信息工程学院2008年学术节系列活动之五
作者:mkj 发布日期:2008-10-14 浏览次数:

Shi Yunqing 教授学术讲座
主题:Statistical Model for Digital Image Forensics(数字图像取证的统计模型)
时间:六月十一日 (星期三),下午 三点
地点:存中楼808学术报告厅
报告人简介:Dr. Yun Qing Shi has joined Dept. of ECE at New Jersey Institute of technology (NJIT) since 1987, and is currently a professor there. He obtained his B.S. degree and M.S. degree from the Shanghai Jiao Tong University, Shanghai, China; his M.S. and Ph.D. degrees from the University of Pittsburgh, PA, USA. His research interests include visual signal processing and communications, multimedia data hiding and security, applications of digital image processing, computer vision and pattern recognition to industrial automation and biomedical engineering, theory of multidimensional systems and signal processing. Some of his research projects have been supported by some federal and New Jersey State funding agencies. He is an author/coauthor of more than 200 papers, a book and 4 book chapters. He holds three US patents, and has 24 US patents pending (20 of these pending patents have been licensed to third party by NJIT). He is the chair of Technical Program Committee of IEEE International Conference on Multimedia and Expo 2007 (ICME07), a co-chair of Technical Program Committee of International Workshop on Digital Watermarking 2007 (IWDW07), and a fellow of IEEE.
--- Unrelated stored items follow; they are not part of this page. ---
//! CLI error types with miette diagnostics.
//!
//! Maps `CoreError` and `ConfigError` variants into user-facing errors with
//! actionable help text and a stable exit code.

use miette::Diagnostic;
use thiserror::Error;

use bmcsync_config::ConfigError;
use bmcsync_core::{CoreError, ResolutionFailure};

/// Process exit codes.
pub mod exit_code {
    pub const GENERAL: i32 = 1;
    pub const USAGE: i32 = 2;
    pub const AUTH: i32 = 3;
    pub const NOT_FOUND: i32 = 4;
    pub const REJECTED: i32 = 6;
    pub const CONNECTION: i32 = 7;
}

#[derive(Debug, Error, Diagnostic)]
pub enum CliError {
    // ── Connection ───────────────────────────────────────────────────
    #[error("Could not connect to BMC at {address}")]
    #[diagnostic(
        code(bmcsync::connection_failed),
        help(
            "{reason}\n\
             Check that the BMC is reachable and its Redfish service is enabled.\n\
             Self-signed certificate? Try --insecure (-k) or set ca_cert in your profile."
        )
    )]
    ConnectionFailed { address: String, reason: String },

    // ── Authentication ───────────────────────────────────────────────
    #[error("BMC at {address} rejected the credentials")]
    #[diagnostic(
        code(bmcsync::auth_failed),
        help("Check --user / --password, or the profile's username and password_env.")
    )]
    AuthFailed { address: String },

    #[error("No password configured for profile '{profile}'")]
    #[diagnostic(
        code(bmcsync::no_credentials),
        help(
            "Set password_env in the profile, export BMCSYNC_PASSWORD,\n\
             or pass --password."
        )
    )]
    NoCredentials { profile: String },

    // ── Resolution ───────────────────────────────────────────────────
    #[error("No computer system found on {address}: {reason}")]
    #[diagnostic(
        code(bmcsync::no_system),
        help("List /redfish/v1/Systems on the BMC and pass the member Id with --system.")
    )]
    SystemNotFound { address: String, reason: String },

    // ── Remote operations ────────────────────────────────────────────
    #[error("BMC rejected {action}: {detail}")]
    #[diagnostic(code(bmcsync::rejected))]
    Rejected { action: String, detail: String },

    #[error("Could not read {resource}: {detail}")]
    #[diagnostic(code(bmcsync::fetch_failed))]
    FetchFailed { resource: String, detail: String },

    #[error("{failed} of {total} resources failed to reconcile")]
    #[diagnostic(
        code(bmcsync::partial_failure),
        help("Failed resources kept their previous state entries. Re-run with -v for details.")
    )]
    PartialFailure { failed: usize, total: usize },

    // ── Validation ───────────────────────────────────────────────────
    #[error("Invalid value for {field}: {reason}")]
    #[diagnostic(code(bmcsync::validation))]
    Validation { field: String, reason: String },

    #[error("Invalid power directive '{value}'")]
    #[diagnostic(code(bmcsync::invalid_directive), help("Expected one of: {expected}"))]
    InvalidDirective { value: String, expected: String },

    // ── Configuration ────────────────────────────────────────────────
    #[error("Profile '{name}' not found in configuration")]
    #[diagnostic(
        code(bmcsync::profile_not_found),
        help("Available profiles: {available}")
    )]
    ProfileNotFound { name: String, available: String },

    #[error("No BMC address given")]
    #[diagnostic(
        code(bmcsync::no_config),
        help(
            "Pass --address (-a), or add a profile to the config file.\n\
             Expected at: {path}"
        )
    )]
    NoConfig { path: String },

    #[error(transparent)]
    #[diagnostic(code(bmcsync::config))]
    Config(Box<ConfigError>),

    // ── Interactive ──────────────────────────────────────────────────
    #[error("Disruptive operation '{action}' requires confirmation")]
    #[diagnostic(
        code(bmcsync::confirmation_required),
        help("Use --yes (-y) to skip confirmation in non-interactive contexts.")
    )]
    NonInteractiveRequiresYes { action: String },

    // ── IO / Serialization ───────────────────────────────────────────
    #[error(transparent)]
    Io(#[from] std::io::Error),

    #[error("Serialization failed: {0}")]
    #[diagnostic(code(bmcsync::json))]
    Json(#[from] serde_json::Error),
}

impl CliError {
    /// Map this error to an exit code for process termination.
    pub fn exit_code(&self) -> i32 {
        match self {
            Self::ConnectionFailed { .. } => exit_code::CONNECTION,
            Self::AuthFailed { .. } | Self::NoCredentials { .. } => exit_code::AUTH,
            Self::SystemNotFound { .. } | Self::ProfileNotFound { .. } => exit_code::NOT_FOUND,
            Self::Rejected { .. } => exit_code::REJECTED,
            Self::Validation { .. }
            | Self::InvalidDirective { .. }
            | Self::NoConfig { .. }
            | Self::NonInteractiveRequiresYes { .. } => exit_code::USAGE,
            _ => exit_code::GENERAL,
        }
    }
}

// ── CoreError → CliError mapping ─────────────────────────────────────

impl From<CoreError> for CliError {
    fn from(err: CoreError) -> Self {
        match err {
            CoreError::Connection {
                address,
                credentials_rejected: true,
                ..
            } => CliError::AuthFailed { address },

            CoreError::Connection {
                address, reason, ..
            } => CliError::ConnectionFailed { address, reason },

            CoreError::Resolution {
                address,
                reason: reason @ (ResolutionFailure::NoSystems | ResolutionFailure::NotFound(_)),
            } => CliError::SystemNotFound {
                address,
                reason: reason.to_string(),
            },

            CoreError::Resolution { address, reason } => CliError::ConnectionFailed {
                address,
                reason: reason.to_string(),
            },

            CoreError::InvalidDirective { value, expected } => {
                CliError::InvalidDirective { value, expected }
            }

            CoreError::Config { message } => CliError::Validation {
                field: "endpoint".into(),
                reason: message,
            },

            CoreError::ActionRejected { action, detail } => CliError::Rejected { action, detail },

            CoreError::Fetch { resource, detail } => CliError::FetchFailed { resource, detail },
        }
    }
}

// ── ConfigError → CliError mapping ───────────────────────────────────

impl From<ConfigError> for CliError {
    fn from(err: ConfigError) -> Self {
        match err {
            ConfigError::Validation { field, reason } => CliError::Validation { field, reason },
            ConfigError::NoCredentials { profile } => CliError::NoCredentials { profile },
            ConfigError::Io(e) => CliError::Io(e),
            other => CliError::Config(Box::new(other)),
        }
    }
}

#[cfg(test)]
mod tests {
    use super::*;

    #[test]
    fn credential_rejection_maps_to_auth_exit_code() {
        let err = CliError::from(CoreError::Connection {
            address: "10.0.0.5".into(),
            reason: "Authentication failed: HTTP 401".into(),
            credentials_rejected: true,
        });
        assert!(matches!(err, CliError::AuthFailed { .. }));
        assert_eq!(err.exit_code(), exit_code::AUTH);
    }

    #[test]
    fn unreachable_collection_is_a_connection_failure() {
        let err = CliError::from(CoreError::Resolution {
            address: "10.0.0.5".into(),
            reason: ResolutionFailure::Unreachable("HTTP 503".into()),
        });
        assert_eq!(err.exit_code(), exit_code::CONNECTION);
    }

    #[test]
    fn empty_endpoint_is_not_found() {
        let err = CliError::from(CoreError::Resolution {
            address: "10.0.0.5".into(),
            reason: ResolutionFailure::NoSystems,
        });
        assert_eq!(err.exit_code(), exit_code::NOT_FOUND);
    }

    #[test]
    fn rejected_action_keeps_detail() {
        let err = CliError::from(CoreError::ActionRejected {
            action: "ForceOff".into(),
            detail: "Server is already powered OFF.".into(),
        });
        assert_eq!(err.exit_code(), exit_code::REJECTED);
        assert_eq!(
            err.to_string(),
            "BMC rejected ForceOff: Server is already powered OFF."
        );
    }
}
内容简介:In this talk, the role of statistical model played in digital image forensics is addressed. First, its role played in image steganalysis is described. Some typical examples are presented. Then, the talk moves from image steganalysis to image splicing (a fundamental form of tampering) detection. The difference and relationship between steganalysis and splicing detection is discussed. Along this line, a recently developed advanced statistical model of natural images learned from steganalysis and its successful performance in splicing detection are presented. The often confused term “model” is further discussed by pointing out the difference between the image model used for image compression and the statistical model developed for image forensics. Finally, statistical models used for detecting JPEG (double) compression are briefly introduced.